Rodolphe blâmait beaucoup M. d’Harville, mais il se promit de l’excuser aux yeux de Clémence, quoique bien convaincu, d’après les tristes révélations de celle-ci, que le marquis s’était à jamais aliéné son cœur.

De pensée en pensée, Rodolphe se dit:

«Par devoir, je me suis éloigné d’une femme que j’aimais… et qui déjà peut-être ressentait pour moi un secret penchant. Soit désœuvrement de cœur, soit commisération, elle a failli perdre l’honneur, la vie, pour un sot qu’elle croyait malheureux. Si, au lieu de m’éloigner d’elle, je l’avais entourée de soins, d’amour et de respects, ma réserve eût été telle que sa réputation n’aurait pas reçu la plus légère atteinte, les soupçons de son mari n’eussent jamais été éveillés; tandis qu’à cette heure elle est presque à la merci de la fatuité de M. Charles Robert, et il sera, je le crains, d’autant plus indiscret qu’il a moins de raisons de l’être.

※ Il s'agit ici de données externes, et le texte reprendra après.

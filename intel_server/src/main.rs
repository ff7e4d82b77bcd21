//! Centrix Intelligence Server — deployment risk prediction platform.
//!
//! A standalone binary that correlates commits, deployments, and telemetry
//! to predict production incidents and drive rollback decisions.
//!
//! Backends are pluggable chains: GitHub API with a local-git fallback for
//! commit enrichment, Loki with a file fallback for logs, Prometheus for
//! metrics, PostgreSQL with an in-memory fallback for durable memory.

mod config;
mod poller;
mod routes;
mod schema;
mod sources;
mod store_pg;

use std::net::SocketAddr;
use std::sync::Arc;

use axum::routing::get;
use axum::{Json, Router};
use clap::Parser;
use tower_http::cors::CorsLayer;
use tower_http::trace::TraceLayer;

use intel_engine::engine::IntelligenceEngine;
use intel_engine::sources::{
    CommitChain, CommitSource, DiffAnnotator, LogChain, LogSource, MetricSource,
};
use intel_engine::store::memory::InMemoryStore;
use intel_engine::store::MemoryStore;

use config::ServerConfig;
use sources::file_log::FileLogSource;
use sources::github::GithubCommitSource;
use sources::llm::HttpDiffAnnotator;
use sources::local_git::LocalGitSource;
use sources::loki::LokiLogSource;
use sources::prometheus::PrometheusMetricSource;
use sources::CommitFeed;

#[derive(Parser)]
#[command(name = "centrix-intel", about = "Centrix Deployment Intelligence Platform")]
struct Cli {
    /// Server port
    #[arg(short, long, env = "INTEL_PORT", default_value = "9091")]
    port: u16,

    /// PostgreSQL connection URL
    #[arg(long, env = "DATABASE_URL")]
    database_url: Option<String>,
}

#[tokio::main]
async fn main() -> anyhow::Result<()> {
    // Initialize tracing
    let log_format = std::env::var("LOG_FORMAT").unwrap_or_default();
    if log_format == "json" {
        tracing_subscriber::fmt()
            .json()
            .with_env_filter(
                tracing_subscriber::EnvFilter::try_from_default_env()
                    .unwrap_or_else(|_| "info".into()),
            )
            .init();
    } else {
        tracing_subscriber::fmt()
            .with_env_filter(
                tracing_subscriber::EnvFilter::try_from_default_env()
                    .unwrap_or_else(|_| "info".into()),
            )
            .init();
    }

    let cli = Cli::parse();

    tracing::info!("Starting Centrix Intelligence Server...");

    let config = Arc::new(ServerConfig::from_env());

    // Durable memory: PostgreSQL when configured and reachable, otherwise
    // in-memory (the decision path works either way).
    let store: Arc<dyn MemoryStore> = match &cli.database_url {
        Some(url) => match store_pg::PgMemoryStore::connect(url).await {
            Ok(pg) => {
                pg.run_migration().await?;
                tracing::info!("Using PostgreSQL memory store");
                Arc::new(pg)
            }
            Err(e) => {
                tracing::warn!("Database unavailable ({e}) -- falling back to in-memory store");
                Arc::new(InMemoryStore::new())
            }
        },
        None => {
            tracing::warn!("DATABASE_URL not set -- memories will not survive restarts");
            Arc::new(InMemoryStore::new())
        }
    };

    // Capability-ranked source chains.
    let github = Arc::new(GithubCommitSource::new(
        &config.github_token,
        &config.github_repo,
    ));
    let local_git = Arc::new(LocalGitSource::new(&config.local_repo_path));
    let commit_sources: Vec<Arc<dyn CommitSource>> = vec![github.clone(), local_git.clone()];

    let mut log_sources: Vec<Arc<dyn LogSource>> = Vec::new();
    if !config.loki_url.is_empty() {
        log_sources.push(Arc::new(LokiLogSource::new(&config.loki_url)));
    }
    if !config.log_path.is_empty() {
        log_sources.push(Arc::new(FileLogSource::new(&config.log_path)));
    }

    let metric_source: Option<Arc<dyn MetricSource>> = if config.prometheus_url.is_empty() {
        None
    } else {
        Some(Arc::new(PrometheusMetricSource::new(&config.prometheus_url)))
    };

    let annotator: Option<Arc<dyn DiffAnnotator>> = if config.engine.enable_llm_enrichment {
        tracing::info!(provider = %config.llm_provider, "LLM diff annotation enabled");
        Some(Arc::new(HttpDiffAnnotator::new(
            &config.llm_provider,
            &config.llm_api_key,
            &config.llm_model,
        )))
    } else {
        None
    };

    let engine = Arc::new(IntelligenceEngine::new(
        store,
        CommitChain::new(commit_sources),
        LogChain::new(log_sources.clone()),
        metric_source,
        None, // no learned scorer wired by default
        annotator,
        config.engine.clone(),
    ));

    // Background pollers
    let feeds: Vec<Arc<dyn CommitFeed>> = vec![github, local_git];
    let poller_handle = poller::spawn_pollers(
        engine.clone(),
        feeds,
        Arc::new(LogChain::new(log_sources)),
        &config,
    );

    // Initialize metrics
    init_metrics();

    // Build router
    let state = routes::IntelRouterState {
        engine,
        config: config.clone(),
    };
    let app = Router::new()
        .route("/healthz", get(healthz))
        .nest("/intel", routes::intel_router(state))
        .layer(TraceLayer::new_for_http())
        .layer(CorsLayer::permissive());

    // Start server
    let addr = SocketAddr::from(([0, 0, 0, 0], cli.port));
    tracing::info!("Centrix Intelligence Server listening on {}", addr);

    let listener = tokio::net::TcpListener::bind(addr).await?;
    axum::serve(listener, app)
        .with_graceful_shutdown(shutdown_signal())
        .await?;

    tracing::info!("Stopping background pollers...");
    poller_handle.shutdown().await;
    tracing::info!("Shutdown complete");

    Ok(())
}

async fn healthz() -> Json<serde_json::Value> {
    Json(serde_json::json!({
        "status": "healthy",
        "timestamp": chrono::Utc::now(),
    }))
}

/// Initialize metrics exporter (Prometheus).
fn init_metrics() {
    let builder = metrics_exporter_prometheus::PrometheusBuilder::new();
    if let Err(e) = builder.install() {
        tracing::warn!("Failed to install Prometheus exporter: {}", e);
    }
}

async fn shutdown_signal() {
    let ctrl_c = async {
        tokio::signal::ctrl_c()
            .await
            .expect("failed to install Ctrl+C handler");
    };

    #[cfg(unix)]
    let terminate = async {
        tokio::signal::unix::signal(tokio::signal::unix::SignalKind::terminate())
            .expect("failed to install SIGTERM handler")
            .recv()
            .await;
    };

    #[cfg(not(unix))]
    let terminate = std::future::pending::<()>();

    tokio::select! {
        _ = ctrl_c => tracing::info!("Received SIGINT, shutting down..."),
        _ = terminate => tracing::info!("Received SIGTERM, shutting down..."),
    }
}
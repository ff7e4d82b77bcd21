//! Local git fallback — commit inspection via the `git` CLI when the GitHub
//! API is unavailable or unconfigured.

use async_trait::async_trait;
use chrono::{DateTime, Utc};
use tokio::process::Command;

use intel_engine::error::{IntelError, Result};
use intel_engine::sources::{AuthorHistory, ChangedFile, CommitSource, CommitStats};

use super::CommitFeed;

pub struct LocalGitSource {
    repo_path: String,
}

impl LocalGitSource {
    pub fn new(repo_path: &str) -> Self {
        Self {
            repo_path: repo_path.to_string(),
        }
    }

    async fn git(&self, args: &[&str]) -> Result<String> {
        let output = Command::new("git")
            .args(["-C", &self.repo_path])
            .args(args)
            .output()
            .await
            .map_err(|e| IntelError::SourceUnavailable(format!("git: {e}")))?;

        if !output.status.success() {
            return Err(IntelError::SourceUnavailable(format!(
                "git {}: {}",
                args.first().unwrap_or(&""),
                String::from_utf8_lossy(&output.stderr).trim()
            )));
        }
        Ok(String::from_utf8_lossy(&output.stdout).to_string())
    }
}

/// Parse `--numstat` output lines ("added<TAB>deleted<TAB>path"); binary
/// files report "-" and count as zero churn.
fn parse_numstat(output: &str) -> Vec<ChangedFile> {
    output
        .lines()
        .filter_map(|line| {
            let mut parts = line.split('\t');
            let additions = parts.next()?.trim();
            let deletions = parts.next()?.trim();
            let filename = parts.next()?.trim();
            if filename.is_empty() {
                return None;
            }
            Some(ChangedFile {
                filename: filename.to_string(),
                additions: additions.parse().unwrap_or(0),
                deletions: deletions.parse().unwrap_or(0),
            })
        })
        .collect()
}

#[async_trait]
impl CommitSource for LocalGitSource {
    fn name(&self) -> &'static str {
        "local-git"
    }

    async fn health_check(&self) -> bool {
        self.git(&["rev-parse", "--git-dir"]).await.is_ok()
    }

    async fn commit_details(&self, sha: &str) -> Result<CommitStats> {
        let meta = self
            .git(&[
                "show",
                "-s",
                "--format=%H%x1f%an%x1f%ae%x1f%aI%x1f%s",
                sha,
            ])
            .await?;
        let mut fields = meta.trim().split('\x1f');
        let full_sha = fields.next().unwrap_or(sha).to_string();
        let author = fields.next().unwrap_or_default().to_string();
        let email = fields.next().unwrap_or_default().to_string();
        let timestamp = fields
            .next()
            .and_then(|d| DateTime::parse_from_rfc3339(d).ok())
            .map(|d| d.with_timezone(&Utc))
            .unwrap_or_else(Utc::now);
        let message = fields.next().unwrap_or_default().to_string();

        let numstat = self.git(&["show", "--numstat", "--format=", sha]).await?;
        let files = parse_numstat(&numstat);
        let additions = files.iter().map(|f| f.additions).sum();
        let deletions = files.iter().map(|f| f.deletions).sum();

        Ok(CommitStats {
            sha: full_sha,
            message,
            author,
            email,
            timestamp,
            additions,
            deletions,
            files,
        })
    }

    async fn author_history(&self, email: &str, window_days: u32) -> Result<AuthorHistory> {
        let since = format!("--since={window_days} days ago");
        let author = format!("--author={email}");
        let output = self
            .git(&["log", &since, &author, "--pretty=format:%H", "--numstat"])
            .await?;

        let mut total_commits = 0i64;
        let mut total_files = 0i64;
        for line in output.lines() {
            let line = line.trim();
            if line.is_empty() {
                continue;
            }
            if line.len() == 40 && line.chars().all(|c| c.is_ascii_hexdigit()) {
                total_commits += 1;
            } else if line.contains('\t') {
                total_files += 1;
            }
        }

        Ok(AuthorHistory {
            total_commits,
            avg_files_changed: if total_commits == 0 {
                0.0
            } else {
                total_files as f64 / total_commits as f64
            },
        })
    }

    async fn commit_diff(&self, sha: &str) -> Result<Option<String>> {
        Ok(self.git(&["show", "--format=", sha]).await.ok())
    }
}

#[async_trait]
impl CommitFeed for LocalGitSource {
    fn name(&self) -> &'static str {
        "local-git"
    }

    async fn healthy(&self) -> bool {
        self.health_check().await
    }

    async fn recent_commits(&self, limit: usize) -> anyhow::Result<Vec<String>> {
        let output = self
            .git(&["rev-list", "-n", &limit.to_string(), "HEAD"])
            .await
            .map_err(|e| anyhow::anyhow!("{e}"))?;
        Ok(output.lines().map(|l| l.trim().to_string()).collect())
    }
}

#[cfg(test)]
mod tests {
    use super::*;

    #[test]
    fn numstat_parsing_handles_binary_files() {
        let output = "12\t3\tsrc/auth/login.rs\n-\t-\tassets/logo.png\n";
        let files = parse_numstat(output);
        assert_eq!(files.len(), 2);
        assert_eq!(files[0].additions, 12);
        assert_eq!(files[0].deletions, 3);
        assert_eq!(files[1].additions, 0);
        assert_eq!(files[1].filename, "assets/logo.png");
    }
}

«Et puis encore, qui sait maintenant si, malgré les périls qu’elle a courus, le cœur de Mme d’Harville restera toujours inoccupé? Tout retour vers son mari est désormais impossible… Jeune, belle, entourée, d’un caractère sympathique à tout ce qui souffre… pour elle, que de dangers! que d’écueils! Pour M. d’Harville, que d’angoisses, que de chagrins! À la fois jaloux et amoureux de sa femme, qui ne peut vaincre l’éloignement, la frayeur qu’il lui inspire depuis la première et funeste nuit de son mariage… quel sort est le sien!»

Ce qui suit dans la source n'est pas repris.